One of the big challenges of running a web site has always been figuring out how successful it is. For years, most of us did this by analyzing the information in web server logs using one of many statistical packages on the market. More recently, Google Analytics has captured a fair chunk of this business with its off-site analytical tools. But even after its recent redesign, the Google Analytics interface can be overwhelming and confusing, and some people are growing wary of shipping more and more of their data off to Google’s servers. Enter Reinvigorate, a new set of analytical tools initially aimed at the blogging market but suitable for any web site.

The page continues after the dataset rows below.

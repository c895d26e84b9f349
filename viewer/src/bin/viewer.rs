//! Headless log viewer.
//!
//! Resolves the available months for a channel/user pair and prints one
//! month of chat as plain text.

use clap::Parser;
use tracing_subscriber::EnvFilter;

use log_viewer_lib::render::{emote_links, format_line};
use logs_client::instance::INSTANCE_PARAM;
use logs_client::{Location, LogPeriod, LogsError, latest_period, text_log_url};

/// Browse archived chat logs for a channel/user pair.
#[derive(Parser)]
#[command(name = "log-viewer")]
#[command(version)]
struct Cli {
    /// Channel name or `id:<digits>`.
    #[arg(required_unless_present = "channels")]
    channel: Option<String>,

    /// Username or `id:<digits>`.
    #[arg(required_unless_present = "channels")]
    username: Option<String>,

    /// Print the archive's logged channels and exit.
    #[arg(long, conflicts_with = "list")]
    channels: bool,

    /// Year to show; defaults to the most recent month with logs.
    #[arg(long, requires = "month")]
    year: Option<String>,

    /// Month to show (1-12).
    #[arg(long, requires = "year")]
    month: Option<String>,

    /// Archive instance to fetch messages from.
    #[arg(long)]
    instance: Option<String>,

    /// Oldest message first.
    #[arg(long)]
    ascending: bool,

    /// Print the available months and exit.
    #[arg(long)]
    list: bool,

    /// Print decoded messages as JSON lines.
    #[arg(long)]
    json: bool,

    /// Follow each line with the image URL of every emote it uses.
    #[arg(long, value_name = "SCALE", num_args = 0..=1, default_missing_value = "1.0")]
    emote_links: Option<String>,
}

#[tokio::main]
async fn main() -> anyhow::Result<()> {
    tracing_subscriber::fmt()
        .with_env_filter(EnvFilter::from_default_env())
        .with_writer(std::io::stderr)
        .init();

    let cli = Cli::parse();

    let mut location = Location::default();
    if let Some(instance) = &cli.instance {
        location.replace(INSTANCE_PARAM, instance);
    }
    let state = log_viewer_lib::init_foundation(location)?;
    if cli.ascending {
        state.update_settings(|s| s.new_on_bottom = true).await;
    }
    let client = state.client();

    if cli.channels {
        for channel in client.fetch_channels().await? {
            println!("{}\tid:{}", channel.name, channel.user_id);
        }
        return Ok(());
    }

    let (Some(channel), Some(username)) = (cli.channel, cli.username) else {
        anyhow::bail!("a channel and a username are required");
    };
    state.select(&channel, &username).await;

    let periods = match client
        .fetch_periods(Some(channel.as_str()), Some(username.as_str()))
        .await
    {
        Ok(periods) => periods,
        Err(LogsError::OptedOut) => {
            anyhow::bail!("{username} has opted out of being logged");
        }
        Err(e) => return Err(e.into()),
    };

    if cli.list {
        for period in &periods {
            println!("{}/{}", period.year, period.month);
        }
        return Ok(());
    }

    let period = match (cli.year, cli.month) {
        (Some(year), Some(month)) => LogPeriod::new(year, month),
        _ => match latest_period(&periods) {
            Some(period) => period.clone(),
            None => {
                println!("No logs found");
                return Ok(());
            }
        },
    };

    let settings = state.settings().await.clone();
    let base = client.session().current_base().await;
    let txt = text_log_url(&base, &channel, &username, &period.year, &period.month)?;
    tracing::info!(%txt, "Plain-text log");

    let messages = state
        .month(&channel, &username, &period.year, &period.month)
        .await;

    if messages.is_empty() {
        println!("No logs found for {}/{}", period.year, period.month);
        return Ok(());
    }

    for msg in messages.iter() {
        if cli.json {
            println!("{}", serde_json::to_string(msg)?);
            continue;
        }
        println!("{}", format_line(msg, &settings));
        if let Some(scale) = cli.emote_links.as_deref().filter(|_| settings.show_emotes) {
            for link in emote_links(msg, scale) {
                println!("    {link}");
            }
        }
    }

    Ok(())
}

Reinvigorate screenshotReinvigorate takes the same approach as Google Analytics: you insert a few lines of JavaScript on each page you want to track, and visitors’ activity is then registered on the Reinvigorate servers as well as your own. They also supply WordPress and Drupal plug-ins to make installation simple on those platforms. As an added bonus, with minimal coding you can add “name-tagging,” associating unique identifiers from your user database (assuming that you have one) with records that Reinvigorate keeps, so that you can analyze patterns by actual user. After you deploy the modified version of your site, you can view statistics in real time on Reinvigorate’s web-based dashboard, which breaks things up into six major categories:

  • Overview, which gives you a quick look at current and recent activity, as well as Reinvigorate configuration options.
  • Traffic, which tracks visitors across hour, day, month, and year, and offers a variety of graphs and visualizations.
  • Visitor Detail, which provides breakdowns of factors such as browser, platform, geographic location, and so on.
  • Session, which shows you precisely what each visitor did on the site.
  • Site & Path, which shows you how people navigated around the site.
  • Search & Referrer, which covers where your traffic came from.

It’s all clearly presented and is generally a useful subset of what you get in the high-end analytics packages that try to wring every last drop of information from the data. I experienced a bit of slowness when navigating around the Reinvigorate site itself, but the JavaScript imposed no perceptible performance penalty on my own site. Reinvigorate is currently in beta; it took about a week from when I signed up until they sent me an invitation, but once you get in, you can use it for free to track any number of sites. There’s no hint of when or whether they’re planning to actually charge for this service in the future.

Reinvigorate screenshotThe lack of apparent business model is where I feel some caution with Reinvigorate. Though I do like their user interface better than that of Google Analytics, and it feels better suited for small sites (especially those that are not relentlessly focused on monetizing AdWords), I’d like to know more about the future before plunging in and depending on it. It’s also worth noting that there is currently no way to export data from Reinvigorate, so you can’t grab the summarized numbers to do further analysis in a spreadsheet or database. Still, for tracking a personal site this has definite promise.